At a second end of the brake rod 160, the brake rod 160 is pivotally coupled to a pivot arm 170. The pivot arm 170 passes through slots in the plates 125a, 125b and is rigidly coupled to a brake shaft 175 such that movement of the brake rod 160 toward the engaged position (by pulling upward on the handle 165) rotates the brake shaft 175 in one direction and movement of the brake rod 160 toward the disengaged position (pushing downward on the handle 165) rotates the brake shaft 175 in an opposite direction. A brake pad 180 is coupled at each end of the brake shaft 175 to engage with or disengage from tread 185 on each wheel 120 depending on the rotation of the brake shaft 175. The brake pad 180 may be made from a metal, alloy, polymer or elastomer.

Since there is little dynamic braking, it is not expected that the brake pad 180 itself will wear excessively, even if softer materials are sometimes used. However, since the tread 185 on each wheel 120 may wear over time due to the number of barrier deployments, it is useful to be able to adjust the positioning of the brake pads 180 relative to the tread 185 when the tread 185 experiences wear. The brake system 155 therefore includes a bracket 605 that may be adjustably mounted relative to the wheel 120. The bracket 605 includes a sleeve 610 that receives the brake shaft 175. The sleeve 610 allows rotation of the brake shaft 175 within the sleeve 610. In some embodiments, a bushing or bearing may be disposed within the sleeve 610 to aid in the smooth rotation of the brake shaft 175. The bracket 605 is adjustably mounted to either the plate 125a, or alternatively a metallic or polymeric pad 620 may be positioned between the bracket 605 and the plate 125a.

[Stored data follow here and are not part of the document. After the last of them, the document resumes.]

use std::sync::Arc;

use tracing::{debug, info, warn};

use crate::{
    domain::{ChannelHandle, MessageId},
    errors::Error,
    pipeline::{
        batcher::{AlbumBatcher, DispatchItem},
        context::RunContext,
    },
    report::DispatchStats,
    rewrite::CaptionRewriter,
    transport::types::SourceMessage,
    utils::preview,
    Result,
};

/// Drives the album batcher and sends whatever it releases to the destination.
///
/// Restricted-content rejections are logged and skipped; every other error
/// stops the run.
pub struct Dispatcher {
    destination: ChannelHandle,
    rewriter: Arc<CaptionRewriter>,
    batcher: AlbumBatcher,
    stats: DispatchStats,
}

impl Dispatcher {
    pub fn new(destination: ChannelHandle, rewriter: Arc<CaptionRewriter>) -> Self {
        Self {
            destination,
            rewriter,
            batcher: AlbumBatcher::new(),
            stats: DispatchStats::default(),
        }
    }

    pub fn stats(&self) -> DispatchStats {
        DispatchStats {
            unsupported_dropped: self.batcher.dropped_unsupported(),
            ..self.stats
        }
    }

    /// Push every message through, oldest first, then flush the last album.
    pub async fn dispatch_all(
        &mut self,
        ctx: &mut RunContext,
        messages: Vec<SourceMessage>,
    ) -> Result<()> {
        for msg in messages {
            self.dispatch(ctx, msg).await?;
        }
        self.finish(ctx).await
    }

    pub async fn dispatch(&mut self, ctx: &mut RunContext, msg: SourceMessage) -> Result<()> {
        if ctx.cancel_token().is_cancelled() {
            return Err(Error::Cancelled);
        }
        for item in self.batcher.push(msg) {
            self.execute(ctx, item).await?;
        }
        Ok(())
    }

    pub async fn finish(&mut self, ctx: &mut RunContext) -> Result<()> {
        for item in self.batcher.finish() {
            self.execute(ctx, item).await?;
        }
        Ok(())
    }

    async fn execute(&mut self, ctx: &mut RunContext, item: DispatchItem) -> Result<()> {
        let first_source = match &item {
            DispatchItem::Text { source, .. } | DispatchItem::Media { source, .. } => *source,
            DispatchItem::Batch { items, .. } => items.first().map(|i| i.source).unwrap_or(MessageId(0)),
        };

        match self.send(ctx, item).await {
            Ok(()) => Ok(()),
            Err(e) if e.is_restricted() => {
                warn!(
                    source = first_source.0,
                    error = %e,
                    "destination refused restricted content, skipping"
                );
                self.stats.restricted_skipped += 1;
                Ok(())
            }
            Err(e) => Err(e),
        }
    }

    async fn send(&mut self, ctx: &mut RunContext, item: DispatchItem) -> Result<()> {
        let peer = self.destination;
        match item {
            DispatchItem::Text {
                source,
                body,
                entities,
            } => {
                let (body, entities) = self.rewriter.apply(&body, &entities);
                if body.trim().is_empty() {
                    debug!(source = source.0, "empty message, skipping");
                    self.stats.empty_skipped += 1;
                    return Ok(());
                }
                let sent = ctx.send_text(&peer, &body, &entities).await?;
                self.stats.texts_sent += 1;
                info!(
                    source = source.0,
                    sent = sent.0,
                    text = %preview(&body, 80),
                    "text forwarded"
                );
            }
            DispatchItem::Media {
                source,
                media,
                caption,
                entities,
            } => {
                let (caption, entities) = self.rewriter.apply(&caption, &entities);
                let sent = ctx.send_media(&peer, &media, &caption, &entities).await?;
                self.stats.media_sent += 1;
                info!(source = source.0, sent = sent.0, "media forwarded");
            }
            DispatchItem::Batch {
                items,
                caption,
                entities,
            } => {
                let (caption, entities) = self.rewriter.apply(&caption, &entities);
                let count = items.len();
                let first = items.first().map(|i| i.source.0).unwrap_or_default();
                let mut caption = Some((caption, entities));
                let payload = items
                    .into_iter()
                    .map(|item| {
                        let (c, e) = caption.take().unwrap_or_default();
                        (item.media, c, e)
                    })
                    .collect();
                let sent = ctx.send_batch(&peer, payload).await?;
                self.stats.batches_sent += 1;
                self.stats.batch_items_sent += count;
                info!(source = first, sent = sent.0, items = count, "album forwarded");
            }
        }
        Ok(())
    }
}
//! Flood-wait retry combinator.
//!
//! The remote service tells us exactly how long to back off, so retries are
//! unbounded and never grow the delay. Any error without a wait duration is
//! handed back to the caller untouched.

use std::{future::Future, time::Duration};

use tokio::time::sleep;
use tokio_util::sync::CancellationToken;
use tracing::{debug, warn};

use crate::{
    errors::{Error, TransportError, TransportResult},
    Result,
};

/// Sleep for `wait`, or fail with `Error::Cancelled` as soon as the run is cancelled.
pub async fn sleep_or_cancel(cancel: &CancellationToken, wait: Duration) -> Result<()> {
    tokio::select! {
        biased;
        _ = cancel.cancelled() => Err(Error::Cancelled),
        _ = sleep(wait) => Ok(()),
    }
}

/// Run `op` until it succeeds or fails with an error `wait_of` does not map to
/// a wait duration.
///
/// The call itself is raced against `cancel`, so a hung request does not keep
/// a cancelled run alive.
pub async fn retry_transient<T, E, Op, Fut, W>(
    cancel: &CancellationToken,
    action: &str,
    wait_of: W,
    mut op: Op,
) -> Result<T>
where
    Op: FnMut() -> Fut,
    Fut: Future<Output = std::result::Result<T, E>>,
    W: Fn(&E) -> Option<Duration>,
    Error: From<E>,
{
    let mut retries = 0u32;
    loop {
        let outcome = tokio::select! {
            biased;
            _ = cancel.cancelled() => return Err(Error::Cancelled),
            res = op() => res,
        };

        match outcome {
            Ok(v) => {
                if retries > 0 {
                    debug!(action, retries, "succeeded after flood wait");
                }
                return Ok(v);
            }
            Err(e) => {
                let Some(wait) = wait_of(&e) else {
                    return Err(e.into());
                };
                retries += 1;
                warn!(
                    action,
                    retries,
                    wait_secs = wait.as_secs_f64(),
                    "flood wait triggered"
                );
                sleep_or_cancel(cancel, wait).await?;
            }
        }
    }
}

/// `retry_transient` keyed on `TransportError::FloodWait`.
pub async fn retry_flood_wait<T, Op, Fut>(
    cancel: &CancellationToken,
    action: &str,
    op: Op,
) -> Result<T>
where
    Op: FnMut() -> Fut,
    Fut: Future<Output = TransportResult<T>>,
{
    retry_transient(cancel, action, TransportError::flood_wait, op).await
}
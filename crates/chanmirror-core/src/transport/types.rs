use crate::domain::{ChannelId, CorrelationId, GroupedId, MessageId};

/// Formatting range over a message body, in UTF-16 code units.
#[derive(Clone, Debug, PartialEq, Eq)]
pub struct TextEntity {
    pub offset: i32,
    pub length: i32,
    pub kind: EntityKind,
}

impl TextEntity {
    pub fn new(offset: i32, length: i32, kind: EntityKind) -> Self {
        Self {
            offset,
            length,
            kind,
        }
    }

    pub fn end(&self) -> i32 {
        self.offset.saturating_add(self.length)
    }
}

#[derive(Clone, Debug, PartialEq, Eq)]
pub enum EntityKind {
    Bold,
    Italic,
    Underline,
    Strikethrough,
    Spoiler,
    Code,
    Pre { language: String },
    TextUrl { url: String },
    Url,
    Mention,
    Hashtag,
    Cashtag,
    Email,
    Phone,
    BotCommand,
    Blockquote { collapsed: bool },
    CustomEmoji { document_id: i64 },
}

/// Remote identity of a stored media object.
///
/// Sends re-reference this handle; bytes are never downloaded or uploaded.
#[derive(Clone, Debug, PartialEq, Eq)]
pub struct MediaHandle {
    pub id: i64,
    pub access_hash: i64,
    pub file_reference: Vec<u8>,
}

/// Media attached to a source message, as reported by the transport.
#[derive(Clone, Debug, PartialEq, Eq)]
pub enum MediaRef {
    Photo(MediaHandle),
    Document(MediaHandle),
    /// Anything the pipeline cannot re-send by handle (polls, geo, web pages,
    /// empty photos...). `kind` is only used for logging.
    Unsupported { kind: String },
}

impl MediaRef {
    pub fn sendable(&self) -> Option<SendableMedia> {
        match self {
            Self::Photo(h) => Some(SendableMedia::Photo(h.clone())),
            Self::Document(h) => Some(SendableMedia::Document(h.clone())),
            Self::Unsupported { .. } => None,
        }
    }

    pub fn kind(&self) -> &str {
        match self {
            Self::Photo(_) => "photo",
            Self::Document(_) => "document",
            Self::Unsupported { kind } => kind,
        }
    }
}

/// Media that can be sent by handle.
#[derive(Clone, Debug, PartialEq, Eq)]
pub enum SendableMedia {
    Photo(MediaHandle),
    Document(MediaHandle),
}

/// One historical message from the source channel.
#[derive(Clone, Debug, PartialEq, Eq)]
pub struct SourceMessage {
    pub id: MessageId,
    pub text: String,
    pub entities: Vec<TextEntity>,
    pub media: Option<MediaRef>,
    pub grouped_id: Option<GroupedId>,
}

/// Entry of a history page.
#[derive(Clone, Debug, PartialEq, Eq)]
pub enum HistoryItem {
    Message(SourceMessage),
    /// Service or empty entry: advances the cursor, never forwarded.
    Skipped(MessageId),
}

impl HistoryItem {
    pub fn id(&self) -> MessageId {
        match self {
            Self::Message(m) => m.id,
            Self::Skipped(id) => *id,
        }
    }
}

/// One page of history, newest first.
#[derive(Clone, Debug, PartialEq, Eq)]
pub enum HistoryPage {
    Messages(Vec<HistoryItem>),
    /// The remote answered with a shape the transport could not map to a
    /// channel message list. Pagination stops here.
    Unrecognized,
}

/// Raw answer to a channel lookup.
#[derive(Clone, Copy, Debug, PartialEq, Eq)]
pub struct ResolvedChannel {
    pub id: ChannelId,
    pub access_hash: Option<i64>,
}

/// Member of a batched (album) send.
#[derive(Clone, Debug, PartialEq, Eq)]
pub struct BatchEntry {
    pub media: SendableMedia,
    pub caption: String,
    pub entities: Vec<TextEntity>,
    pub random_id: CorrelationId,
}
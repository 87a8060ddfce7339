//! Scripted transport and message builders shared by unit tests.

use std::{
    collections::{HashMap, VecDeque},
    sync::{Arc, Mutex},
    time::Duration,
};

use async_trait::async_trait;
use tokio_util::sync::CancellationToken;

use crate::{
    domain::{ChannelHandle, ChannelId, CorrelationId, GroupedId, MessageId},
    errors::{TransportError, TransportResult},
    pipeline::{context::RunContext, limiter::RateLimiter},
    transport::{
        port::Transport,
        types::{
            BatchEntry, HistoryPage, MediaHandle, MediaRef, ResolvedChannel, SendableMedia,
            SourceMessage, TextEntity,
        },
    },
};

#[derive(Clone, Debug, PartialEq, Eq)]
pub enum Call {
    Resolve(ChannelId),
    History {
        peer: ChannelId,
        offset: Option<MessageId>,
    },
    Text {
        peer: ChannelId,
        text: String,
        entities: Vec<TextEntity>,
        link_preview: bool,
        random_id: CorrelationId,
    },
    Media {
        peer: ChannelId,
        media: SendableMedia,
        caption: String,
        entities: Vec<TextEntity>,
        random_id: CorrelationId,
    },
    Batch {
        peer: ChannelId,
        entries: Vec<BatchEntry>,
    },
}

impl Call {
    pub fn is_send(&self) -> bool {
        matches!(self, Call::Text { .. } | Call::Media { .. } | Call::Batch { .. })
    }
}

#[derive(Default)]
pub struct FakeTransport {
    channels: Mutex<HashMap<ChannelId, ResolvedChannel>>,
    history: Mutex<VecDeque<TransportResult<HistoryPage>>>,
    resolve_failures: Mutex<VecDeque<TransportError>>,
    send_failures: Mutex<VecDeque<TransportError>>,
    batch_failures: Mutex<VecDeque<TransportError>>,
    calls: Mutex<Vec<Call>>,
    next_id: Mutex<i32>,
}

impl FakeTransport {
    pub fn new() -> Self {
        Self::default()
    }

    pub fn add_channel(&self, id: ChannelId, access_hash: i64) {
        self.set_resolved(ResolvedChannel {
            id,
            access_hash: Some(access_hash),
        });
    }

    pub fn set_resolved(&self, resolved: ResolvedChannel) {
        self.channels.lock().unwrap().insert(resolved.id, resolved);
    }

    /// Pages are served in order; once exhausted every request gets an empty page.
    pub fn push_history(&self, page: TransportResult<HistoryPage>) {
        self.history.lock().unwrap().push_back(page);
    }

    pub fn fail_next_resolve(&self, err: TransportError) {
        self.resolve_failures.lock().unwrap().push_back(err);
    }

    /// Fail the next send of any kind.
    pub fn fail_next_send(&self, err: TransportError) {
        self.send_failures.lock().unwrap().push_back(err);
    }

    /// Fail the next batch send only.
    pub fn fail_next_batch(&self, err: TransportError) {
        self.batch_failures.lock().unwrap().push_back(err);
    }

    pub fn calls(&self) -> Vec<Call> {
        self.calls.lock().unwrap().clone()
    }

    /// Send attempts, including failed ones.
    pub fn sends(&self) -> Vec<Call> {
        self.calls().into_iter().filter(Call::is_send).collect()
    }

    pub fn resolve_calls(&self) -> usize {
        self.calls()
            .iter()
            .filter(|c| matches!(c, Call::Resolve(_)))
            .count()
    }

    pub fn history_offsets(&self) -> Vec<Option<MessageId>> {
        self.calls()
            .into_iter()
            .filter_map(|c| match c {
                Call::History { offset, .. } => Some(offset),
                _ => None,
            })
            .collect()
    }

    fn record(&self, call: Call) {
        self.calls.lock().unwrap().push(call);
    }

    fn sent(&self) -> TransportResult<MessageId> {
        if let Some(err) = self.send_failures.lock().unwrap().pop_front() {
            return Err(err);
        }
        let mut next = self.next_id.lock().unwrap();
        *next += 1;
        Ok(MessageId(*next))
    }
}

#[async_trait]
impl Transport for FakeTransport {
    async fn resolve_channel(&self, channel: ChannelId) -> TransportResult<ResolvedChannel> {
        self.record(Call::Resolve(channel));
        if let Some(err) = self.resolve_failures.lock().unwrap().pop_front() {
            return Err(err);
        }
        self.channels
            .lock()
            .unwrap()
            .get(&channel)
            .copied()
            .ok_or_else(|| TransportError::ChannelInaccessible("CHANNEL_INVALID".to_string()))
    }

    async fn get_history(
        &self,
        peer: &ChannelHandle,
        offset_id: Option<MessageId>,
        _limit: usize,
    ) -> TransportResult<HistoryPage> {
        self.record(Call::History {
            peer: peer.channel_id,
            offset: offset_id,
        });
        self.history
            .lock()
            .unwrap()
            .pop_front()
            .unwrap_or(Ok(HistoryPage::Messages(Vec::new())))
    }

    async fn send_text(
        &self,
        peer: &ChannelHandle,
        text: &str,
        entities: &[TextEntity],
        link_preview: bool,
        random_id: CorrelationId,
    ) -> TransportResult<MessageId> {
        self.record(Call::Text {
            peer: peer.channel_id,
            text: text.to_string(),
            entities: entities.to_vec(),
            link_preview,
            random_id,
        });
        self.sent()
    }

    async fn send_media(
        &self,
        peer: &ChannelHandle,
        media: &SendableMedia,
        caption: &str,
        entities: &[TextEntity],
        random_id: CorrelationId,
    ) -> TransportResult<MessageId> {
        self.record(Call::Media {
            peer: peer.channel_id,
            media: media.clone(),
            caption: caption.to_string(),
            entities: entities.to_vec(),
            random_id,
        });
        self.sent()
    }

    async fn send_batch(
        &self,
        peer: &ChannelHandle,
        entries: &[BatchEntry],
    ) -> TransportResult<MessageId> {
        self.record(Call::Batch {
            peer: peer.channel_id,
            entries: entries.to_vec(),
        });
        if let Some(err) = self.batch_failures.lock().unwrap().pop_front() {
            return Err(err);
        }
        self.sent()
    }
}

/// Context with an unthrottled limiter and a fresh token.
pub fn test_context(fake: Arc<FakeTransport>) -> RunContext {
    RunContext::new(
        fake,
        RateLimiter::new(Duration::ZERO),
        CancellationToken::new(),
        false,
    )
}

pub fn photo_handle(n: i64) -> MediaHandle {
    MediaHandle {
        id: n,
        access_hash: n * 10,
        file_reference: vec![n as u8],
    }
}

pub fn text(id: i32, body: &str) -> SourceMessage {
    SourceMessage {
        id: MessageId(id),
        text: body.to_string(),
        entities: Vec::new(),
        media: None,
        grouped_id: None,
    }
}

pub fn photo(id: i32, caption: &str, handle: i64) -> SourceMessage {
    SourceMessage {
        media: Some(MediaRef::Photo(photo_handle(handle))),
        ..text(id, caption)
    }
}

pub fn album_photo(id: i32, group: i64, caption: &str) -> SourceMessage {
    SourceMessage {
        grouped_id: Some(GroupedId(group)),
        ..photo(id, caption, id as i64)
    }
}

pub fn album_doc(id: i32, group: i64) -> SourceMessage {
    SourceMessage {
        media: Some(MediaRef::Document(photo_handle(id as i64))),
        grouped_id: Some(GroupedId(group)),
        ..text(id, "")
    }
}

pub fn album_text(id: i32, group: i64, body: &str) -> SourceMessage {
    SourceMessage {
        grouped_id: Some(GroupedId(group)),
        ..text(id, body)
    }
}

pub fn album_unsupported(id: i32, group: i64) -> SourceMessage {
    SourceMessage {
        media: Some(MediaRef::Unsupported {
            kind: "poll".to_string(),
        }),
        grouped_id: Some(GroupedId(group)),
        ..text(id, "")
    }
}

Movement and adjustment of the bracket 605 is controlled by rotating an adjustment fastener 625 (e.g., bolt) that passes through the bracket 605 and into a bracket 630 rigidly connected to the plate 625a. Securement nuts 635 are provided to lock the adjustment fastener 625 after positioning the brake shaft 175 and brake pad 180 in the desired position. Additional fasteners may be used after the adjustment to better secure the bracket 605 to the plate 625a or pad 620.

Referring again to FIG. 5, the barrier hauler further includes a brace arm 525 coupled to the stem 110 between the first end and the second end of the stem 110. The brace arm 525 extends from the stem 110 in a direction opposite that of the lift arm 130. A handle 530 is coupled to an end of the brace arm 525 opposite the stem. A gusset plate 535 may be attached to the stem 110 and brace aim 525 to provide further support for the connection between the stem 110 and the brace arm 525. The brace arm 525 is positioned to allow a user of the barrier hauler 100 to apply a force to the handle 530 of the brace arm 525 as a barrier is lowered into the desired location by the barrier hauler 100.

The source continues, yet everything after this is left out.